Coter 6 L'incubo dell'otto di Palazzago: il campo. Ogni volta che si va a Pontegiurino, la storia che non l'hai mai visto protagonista si materializza nei discorsi di stampa e tecnico. Il dover smentire questa diceria, diventata ormai abitudine, si concretizza al decimo minuto con la pregevole rete che apre l'incontro. Ma è solo un fuoco di paglia e nonostante una corsa e una marcatura durata sessanta minuti, di Simon si ricordano solo le palle perse e le conclusioni alte.
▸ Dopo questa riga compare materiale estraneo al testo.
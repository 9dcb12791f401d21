//! Migration commands: `migrate`, `extract` and `verify-target`.

use super::CliContext;
use crate::backup::BackupOutcome;
use crate::config::{AppConfig, ExtractorChoice};
use crate::legacy::{extractor_for, validate_legacy_file};
use crate::migrate::{MigrateOptions, MigrationOutcome, MigrationPlan, MigrationReport, Migrator};
use crate::target::{
    DEFAULT_DATABASE_NAME, TargetLocation, database_name_for_prefix, verify_target,
};
use crate::types::TableCounts;
use anyhow::{Context, Result};
use clap::{Args, ValueEnum};
use serde::Serialize;
use std::fs;
use std::io::Write;
use std::path::PathBuf;
use std::time::Duration;

/// Legacy reader selectable on the command line.
#[derive(Debug, Clone, Copy, PartialEq, Eq, ValueEnum)]
pub enum ExtractVia {
    /// Linked SQLite driver
    Native,
    /// The sqlite3 command-line client
    Cli,
}

impl From<ExtractVia> for ExtractorChoice {
    fn from(via: ExtractVia) -> Self {
        match via {
            ExtractVia::Native => ExtractorChoice::Native,
            ExtractVia::Cli => ExtractorChoice::Cli,
        }
    }
}

fn config_with_via(config: &AppConfig, via: Option<ExtractVia>) -> AppConfig {
    let mut config = config.clone();
    if let Some(via) = via {
        config.legacy.extractor = via.into();
    }
    config
}

/// Arguments for the migrate command.
#[derive(Args, Debug)]
pub struct MigrateArgs {
    /// Perform migration without prompting for confirmation.
    #[arg(short = 'y', long)]
    pub yes: bool,

    /// Show what would be migrated without making changes.
    #[arg(long)]
    pub dry_run: bool,

    /// Legacy reader (default: legacy.extractor from config)
    #[arg(long, value_enum)]
    pub via: Option<ExtractVia>,
}

/// Run the migrate command.
pub async fn run_migrate(args: &MigrateArgs, ctx: &CliContext) -> Result<()> {
    let config = config_with_via(&ctx.config, args.via);
    let migrator = Migrator::new(ctx.paths.clone(), config);

    // Every real run is preceded by a read-only plan, shown for confirmation.
    let plan = match migrator.run(&MigrateOptions { dry_run: true }).await? {
        MigrationOutcome::DryRun(plan) => plan,
        other => return report_outcome(ctx, &other),
    };

    if args.dry_run {
        return ctx.emit(&MigrationOutcome::DryRun(plan.clone()), || {
            print_plan(&plan);
            println!("Dry run: No changes made.");
        });
    }

    if !args.yes && !ctx.json {
        print_plan(&plan);
        println!(
            "This will copy {} into {} and switch the backend to dolt.",
            plan.legacy_path.display(),
            plan.target
        );
        print!("Continue? [y/N] ");
        std::io::stdout().flush()?;

        let mut input = String::new();
        std::io::stdin().read_line(&mut input)?;

        if !input.trim().eq_ignore_ascii_case("y") {
            println!("Migration cancelled.");
            return Ok(());
        }
        println!("Migrating...");
    }

    let outcome = migrator
        .run(&MigrateOptions { dry_run: false })
        .await
        .context("migration failed")?;
    report_outcome(ctx, &outcome)
}

fn report_outcome(ctx: &CliContext, outcome: &MigrationOutcome) -> Result<()> {
    ctx.emit(outcome, || match outcome {
        MigrationOutcome::NothingToMigrate { legacy_path } => {
            println!(
                "No migration needed: '{}' does not exist.",
                legacy_path.display()
            );
        }
        MigrationOutcome::AlreadyMigrated { reason } => {
            println!("Already migrated: {}.", reason);
        }
        MigrationOutcome::DryRun(plan) => print_plan(plan),
        MigrationOutcome::Migrated(report) => print_report(report),
    })
}

fn print_counts(counts: &TableCounts) {
    for (table, count) in counts.iter() {
        println!("  {:<14}{}", table, count);
    }
}

fn print_plan(plan: &MigrationPlan) {
    println!("Migration plan:");
    println!("  From:     {}", plan.legacy_path.display());
    println!("  To:       {}", plan.target);
    println!("  Database: {}", plan.database);
    println!("  Target:   {}", plan.reachability.describe());
    println!();
    print_counts(&plan.counts);
    println!();
}

fn print_report(report: &MigrationReport) {
    println!("Migration complete!");
    println!();
    println!("  Database: {}", report.database);
    println!("  Target:   {}", report.target);
    println!("  Commit:   {}", report.commit);
    println!("  Backup:   {}", report.backup_path.display());
    if let BackupOutcome::Exported(export) = &report.backup {
        println!("  Export:   {}", export.dir.display());
    }
    println!();
    for (table, source) in report.source_counts.iter() {
        let target = report.target_counts.get(table).unwrap_or(0);
        println!("  {:<14}{} -> {}", table, source, target);
    }
    if !report.legacy_retired {
        println!();
        println!("The legacy store could not be renamed; it is no longer used.");
    }
    if !report.warnings.is_empty() {
        println!();
        println!("Warnings:");
        for warning in &report.warnings {
            println!("  {}", warning);
        }
    }
}

/// Arguments for the extract command.
#[derive(Args, Debug)]
pub struct ExtractArgs {
    /// Legacy reader (default: legacy.extractor from config)
    #[arg(long, value_enum)]
    pub via: Option<ExtractVia>,

    /// Legacy database file (default: from metadata.json)
    #[arg(long)]
    pub path: Option<PathBuf>,

    /// Write the snapshot JSON to a file instead of stdout
    #[arg(short, long)]
    pub output: Option<PathBuf>,

    /// Print only the row counts
    #[arg(long)]
    pub counts: bool,
}

/// Run the extract command.
pub fn run_extract(args: &ExtractArgs, ctx: &CliContext) -> Result<()> {
    let path = match &args.path {
        Some(path) => path.clone(),
        None => ctx.paths.legacy_db(&ctx.persisted()?),
    };
    validate_legacy_file(&path)?;

    let config = config_with_via(&ctx.config, args.via);
    let extractor = extractor_for(&config.legacy);
    let snapshot = extractor
        .extract(&path)
        .with_context(|| format!("failed to extract {}", path.display()))?;

    if args.counts {
        let counts = snapshot.counts();
        return ctx.emit(&counts, || print_counts(&counts));
    }

    let json = serde_json::to_string_pretty(&snapshot)?;
    match &args.output {
        Some(output) => {
            fs::write(output, format!("{}\n", json))
                .with_context(|| format!("failed to write {}", output.display()))?;
            eprintln!(
                "Extracted {} issues via {} into {}",
                snapshot.issues.len(),
                extractor.name(),
                output.display()
            );
        }
        None => println!("{}", json),
    }
    Ok(())
}

/// Arguments for the verify-target command.
#[derive(Args, Debug)]
pub struct VerifyTargetArgs {
    /// Database expected on the server (default: derived from the legacy prefix)
    #[arg(long)]
    pub database: Option<String>,
}

#[derive(Debug, Serialize)]
struct VerifyReport {
    target: String,
    database: String,
    reachability: crate::target::Reachability,
}

/// Run the verify-target command.
pub async fn run_verify_target(args: &VerifyTargetArgs, ctx: &CliContext) -> Result<()> {
    let persisted = ctx.persisted()?;
    let database = match &args.database {
        Some(database) => database.clone(),
        None => match &persisted.dolt_database {
            Some(database) => database.clone(),
            None => database_from_legacy(ctx)?,
        },
    };

    let location = TargetLocation::for_migration(&ctx.paths, &ctx.config, &database);
    let timeout = Duration::from_millis(ctx.config.server.connect_timeout_ms);
    let reachability = verify_target(&location, &database, timeout).await?;

    let report = VerifyReport {
        target: location.to_string(),
        database,
        reachability,
    };
    ctx.emit(&report, || {
        println!("Target:   {}", report.target);
        println!("Database: {}", report.database);
        println!("Result:   {}", report.reachability.describe());
    })
}

fn database_from_legacy(ctx: &CliContext) -> Result<String> {
    let legacy = ctx.paths.legacy_db(&ctx.persisted()?);
    if !legacy.exists() {
        return Ok(DEFAULT_DATABASE_NAME.to_string());
    }
    let snapshot = extractor_for(&ctx.config.legacy).extract(&legacy)?;
    Ok(database_name_for_prefix(&snapshot.prefix))
}
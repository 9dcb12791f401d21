//! CLI command definitions for trackdb.
//!
//! The `Cli` struct holds the global options; each subcommand's arguments
//! and runner live in their own module.

pub mod backup;
pub mod migrate;
pub mod native;

use crate::config::{AppConfig, Backend, MetadataStore, PersistedConfig};
use crate::paths::DataPaths;
use crate::target::{DEFAULT_DATABASE_NAME, EngineOpener, StandardOpener, TargetEngine, TargetLocation};
use anyhow::{Result, bail};
use backup::{BackupArgs, CheckFreshArgs};
use clap::{Parser, Subcommand};
use migrate::{ExtractArgs, MigrateArgs, VerifyTargetArgs};
use native::NativeBackupArgs;
use serde::Serialize;
use std::path::PathBuf;

/// Storage migration and backup for trackdb projects
#[derive(Parser, Debug)]
#[command(author, version, about, long_about = None)]
pub struct Cli {
    /// Data directory (default: .trackdb, or TRACKDB_DATA_DIR)
    #[arg(short, long, global = true, value_name = "DIR")]
    pub data_dir: Option<PathBuf>,

    /// Explicit configuration file (replaces project and user config)
    #[arg(short, long, global = true, value_name = "FILE")]
    pub config: Option<PathBuf>,

    /// Enable verbose logging
    #[arg(short, long, global = true)]
    pub verbose: bool,

    /// Logging output: 0/off, 1/stdout, 2/stderr (default), or filename
    #[arg(short, long, default_value = "2", global = true)]
    pub log: String,

    /// Print results as JSON
    #[arg(long, global = true)]
    pub json: bool,

    #[command(subcommand)]
    pub command: Command,
}

/// Available subcommands
#[derive(Subcommand, Debug)]
pub enum Command {
    /// Migrate the legacy SQLite store into Dolt
    Migrate(MigrateArgs),

    /// Read the legacy store and print the extracted snapshot
    Extract(ExtractArgs),

    /// Probe the configured target server
    VerifyTarget(VerifyTargetArgs),

    /// Portable JSONL backups
    Backup(BackupArgs),

    /// Fail if the portable export is newer than the last import
    CheckFresh(CheckFreshArgs),

    /// Dolt native backup destinations
    NativeBackup(NativeBackupArgs),
}

/// Resolved state shared by every subcommand.
#[derive(Debug, Clone)]
pub struct CliContext {
    pub paths: DataPaths,
    pub config: AppConfig,
    pub json: bool,
}

impl CliContext {
    pub fn new(config: AppConfig, json: bool) -> Self {
        Self {
            paths: DataPaths::new(config.data_dir.clone()),
            config,
            json,
        }
    }

    pub fn metadata(&self) -> MetadataStore {
        MetadataStore::new(self.paths.metadata_json())
    }

    pub fn persisted(&self) -> Result<PersistedConfig> {
        Ok(self.metadata().load()?)
    }

    /// Open the engine recorded by a completed migration.
    pub async fn open_migrated_engine(&self) -> Result<Box<dyn TargetEngine>> {
        let persisted = self.persisted()?;
        if persisted.backend != Backend::Dolt {
            bail!(
                "{} names the {} backend; run `trackdb migrate` first",
                self.paths.metadata_json().display(),
                persisted.backend
            );
        }
        let location = TargetLocation::from_persisted(&self.paths, &persisted, &self.config);
        let database = persisted
            .dolt_database
            .as_deref()
            .unwrap_or(DEFAULT_DATABASE_NAME);
        Ok(StandardOpener.open(&location, database).await?)
    }

    /// Print `value` as JSON, or `human` otherwise.
    pub fn emit<T: Serialize>(&self, value: &T, human: impl FnOnce()) -> Result<()> {
        if self.json {
            println!("{}", serde_json::to_string_pretty(value)?);
        } else {
            human();
        }
        Ok(())
    }
}

/// Dispatch a parsed command.
pub async fn run(command: &Command, ctx: &CliContext) -> Result<()> {
    match command {
        Command::Migrate(args) => migrate::run_migrate(args, ctx).await,
        Command::Extract(args) => migrate::run_extract(args, ctx),
        Command::VerifyTarget(args) => migrate::run_verify_target(args, ctx).await,
        Command::Backup(args) => backup::run_backup(args, ctx).await,
        Command::CheckFresh(args) => backup::run_check_fresh(args, ctx).await,
        Command::NativeBackup(args) => native::run_native_backup(args, ctx).await,
    }
}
Dura la vita del med cen dif. Per fortuna le trasferte su questo campo sono finite. Capro espiatorio.
 
Sala 6 Il sintetico ai piedi della valle Imagna non riesce mai ad esaltare le sue doti da Casanova del calcio a sette. Fatica a trovare gli spazi, nonostante le dimensioni del campo, e sbaglia troppi gol decisivi. In simbiosi con il suo amico Cassano. Fiacco.
 
Paris 6 Il 1975 sfida il 1991. Cosa può fare il fartlek contro la carta d'identità? Ecco servito il sondaggio di Natale. Corsa, corsa, rincorsa, scatto, riscatto. Ecco la partita del cigno di Brembate. Il contachilometri sky va in tilt come pure il cardiogramma del nostro sette. Lingua per terra.
 
Rossi 6,5 Rubo e adatto una battuta in Jack Frusciante che si addice pienamente alla giornata odierna del bomber, “Rossi? Ma sei una puttanaaaa!!”. La clinica mobile lo dava per semi infermo, lui parte titolare, tocca in effetti pochi palloni, ma sono tutti pericolosi. Segna il 205 gol della sua carriera e ne sfiora un paio. Con le sue mani e la sua pancia da polpo è un pericolo per la difesa locale. Vuole disperatamente entrare nell'assalto finale e il mister lo accontenta. Stringi i denti, campione. Crampi inguinali.
 
Colombo s.v. Entra proprio quando la partita si accende: gli avversari passano in vantaggio e i cartellini rossi cominciano ad uscire dal taschino arbitrale. Partecipa all'arrembaggio finale con generosità e imprecisione. Le scarpe nuove non producono effetti. Attendiamole al varco. Predator.
 
Bandieri 7 (il migliore) Cinque minuti per entrare nella storia dell'incontro. San Danilo da Bonate trasforma in un punto quello che sembrava l'ennesimo amaro pomeriggio a Pontegiurino. In panchina per 56 minuti, è buttato nella mischia solo per l'infortunio a Saggio e al terzo minuto di recupero ecco la zampata di sinistro che sancisce il 3-3. Con Bandieri in panca si soffre. Con Bandieri in campo non si perde. Manifesto.
 
STAFF TECNICO
Proserpi 6 Sente particolarmente la partita, decisivo crocevia per le sorti del BBonate e questo lo si nota dai primi secondi d'incontro perché si fa immediatamente prendere da ogni azione, fischio, movimento, occasione che capita in campo. Il “Cul de sac” si deforma oggi in “Cul de Prose” perché l'uomo provvidenza se ne stava bellamente in panchina. Qualcuno l'ha destato dall'ipnosi agonistica e l'illuminazione tennico-tattica l'ha esaltato per le successive sedici ore. Andiamoooooo!!
Sala Davide 5,5 Con la berretta mimetica del comandante Marcos si prepara ad affrontare il pungente freddo di Pontegiurino. Non può però dimenticarsi la bandierina negli spogliatoi. Il “coscritto” con la giacca del Vasco gli dà la merda. Tachicardia.